We read with great interest the brief report by Wright et al,1 which emphasizes that high levels of transaminases may be observed early in presymptomatic children with an underlying myopathy and can wrongly raise the suspicion of an underlying liver disease. According to the results of study by Wright et al, the majority of participants turned out to carry a pathogenic mutation in the dystrophin gene. On the basis of these observations, they proposed that measurement of serum creatine kinase should be obtained when clear gastrointestinal symptoms and signs are absent, and they stressed the need to combine the laboratory findings with a neurological examination.

This notion may prove to be even more useful in the work-up of asymptomatic or oligosymptomatic adults with a muscle disease who are found during a routine examination to have increased aspartate aminotransferase and alanine aminotransferase levels. It is interesting that there are patients with a metabolic myopathy caused by acid maltase deficiency who may present with mild increase in transaminases and a concomitant mild elevation of creatine kinase.2,3 The correct diagnosis is imperative for prompt treatment, especially in this era of enzyme replacement therapy.
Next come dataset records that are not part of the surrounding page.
use axum::{
    extract::{Path, Query, State},
    routing::{get, patch},
    Json, Router,
};
use reqwest::Method;

use crate::api::errors::ApiError;
use crate::api::guards::{lock_mutation, CurrentAdmin, CurrentSession};
use crate::api::pagination::{list_page, ListQuery};
use crate::api::remote::{fetch_collection, snapshots, RemoteCollection};
use crate::core::config::UpstreamService;
use crate::core::state::AppState;
use crate::schemas::user::{RoleUpdate, User, UserBody};
use crate::services::collections::replace_item;
use crate::services::listing::Page;
use crate::services::presence::PresenceSnapshot;

const USERS: RemoteCollection<'static> = RemoteCollection {
    service: UpstreamService::Auth,
    path: "/api/users",
    resource: "users",
    action: "fetch users",
};

/// Mounted under `/admin/users`.
pub(crate) fn admin_router() -> Router<AppState> {
    Router::new()
        .route("/", get(list_users))
        .route("/online", get(online_users))
        .route("/:user_id", get(get_user))
        .route("/:user_id/role", patch(update_role))
}

/// Mounted under `/users`.
pub(crate) fn router() -> Router<AppState> {
    Router::new().route("/me", get(me))
}

async fn me(CurrentSession(session): CurrentSession) -> Json<User> {
    Json(session.user)
}

async fn list_users(
    Query(params): Query<ListQuery>,
    CurrentAdmin(session): CurrentAdmin,
    State(state): State<AppState>,
) -> Result<Json<Page<User>>, ApiError> {
    let mut users: Vec<User> = fetch_collection(&state, &session, USERS, params.refresh()).await?;

    let presence = state.presence().snapshot().await;
    apply_presence(&mut users, &presence);

    Ok(Json(list_page(&users, &params, state.settings())))
}

/// Once the presence task has reported, its view of who is online wins over
/// the flag stored with the user.
fn apply_presence(users: &mut [User], presence: &PresenceSnapshot) {
    if presence.refreshed_at.is_none() {
        return;
    }
    for user in users.iter_mut() {
        user.is_online = presence.is_online(&user.id);
    }
}

async fn get_user(
    Path(user_id): Path<String>,
    CurrentAdmin(session): CurrentAdmin,
    State(state): State<AppState>,
) -> Result<Json<User>, ApiError> {
    let body: UserBody = state
        .upstream()
        .get_json(
            session.credentials(),
            UpstreamService::Auth,
            &format!("/api/users/{user_id}"),
            "fetch user",
        )
        .await
        .map_err(|err| ApiError::from_upstream(err, "User not found"))?;

    Ok(Json(body.into_user()))
}

async fn update_role(
    Path(user_id): Path<String>,
    CurrentAdmin(session): CurrentAdmin,
    State(state): State<AppState>,
    Json(payload): Json<RoleUpdate>,
) -> Result<Json<User>, ApiError> {
    if user_id == session.user_id() {
        return Err(ApiError::BadRequest("You cannot change your own role".to_string()));
    }

    let _lock = lock_mutation(&state, format!("users:{user_id}"))?;

    let body: UserBody = state
        .upstream()
        .send_json(
            Method::PUT,
            session.credentials(),
            UpstreamService::Auth,
            &format!("/api/users/{user_id}/role"),
            &payload,
            "update user role",
        )
        .await
        .map_err(|err| ApiError::from_upstream(err, "User not found"))?;
    let user = body.into_user();

    snapshots(&state)
        .update(session.user_id(), USERS.resource, |users: &mut Vec<User>| {
            replace_item(users, user.clone());
        })
        .await;

    tracing::info!(
        admin_id = %session.user_id(),
        user_id = %user.id,
        role = user.role.as_str(),
        action = "user_role_update",
        "Admin changed user role"
    );

    Ok(Json(user))
}

async fn online_users(
    CurrentAdmin(_session): CurrentAdmin,
    State(state): State<AppState>,
) -> Json<PresenceSnapshot> {
    Json(state.presence().snapshot().await)
}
Moreover, it provides the possibility of prenatal diagnosis and can prevent patients from submitting to unnecessary tests such as liver biopsy.

Another interesting point, according to the suggestions of Wright et al,1 is that elevated serum γ-glutamyl transpeptidase can be used to identify patients with liver disease. However, it must be mentioned that γ-glutamyl transpeptidase frequently is elevated in patients with myotonic dystrophy type 1 (Steinert disease), which may indicate mild liver involvement, although there is no clinically significant liver disease.4,5 So much depends on clinical examination, which may reveal the characteristic phenotype including hatchet face, blepharoptosis, and frontal balbing with or without clinical myotonia.6

Therefore, on the grounds of these considerations, it is well concluded that no rigid laboratory rule can be laid down for distinguishing a myopathy from a pure liver disease, and laboratory markers must be evaluated cautiously to minimize any risk of misdiagnosis.

References

  1. 1.
    1. Wright MA,
    2. Yang ML,
    3. Parsons JA,
    4. Westfall JM,
    5. Yee AS
    . Consider muscle disease in children with elevated transaminase. J Am Board Fam Med 2012;25:536–40.
  2. 2.
    1. Hoeksma M,
    2. Boon M,
    3. Niezen-Koning KE,
    4. van Overbeek-van Gils L,
    5. van Spronsen FJ
    . Isolated elevated serum transaminases leading to the diagnosis of asymptomatic Pompe disease. Eur J Pediatr 2007;166:871–4.
  3. 3.
    1. Kishnani PS,
    2. Steiner RD,
    3. Bali D,
    4. et al
    . Pompe disease diagnosis and management guideline. Genet Med 2006;8:267–88.
  4. 4.
    1. Franzini M,
    2. Fornaciari I,
    3. Siciliano G,
    4. et al
    . Serum gamma-glutamyltransferase fraction in myotonic dystrophy type 1: differences with healthy subjects and patients with liver diseases. Clin Biochem 2010;43:1246–8.
  5. 5.
    1. Alevizos B,
    2. Spengos M,
    3. Vassilopoulos D,
    4. Stefanis C
    . Gamma-glutamyl transpeptidase. Elevated activity in myotonic dystrophy. J Neurol Sci 1976;28:225–31.
  6. 6.
    1. Romeo V
    . Myotonic dystrophy type 1 or Steinert's disease. Adv Exp Med Biol 2012;724:239–57.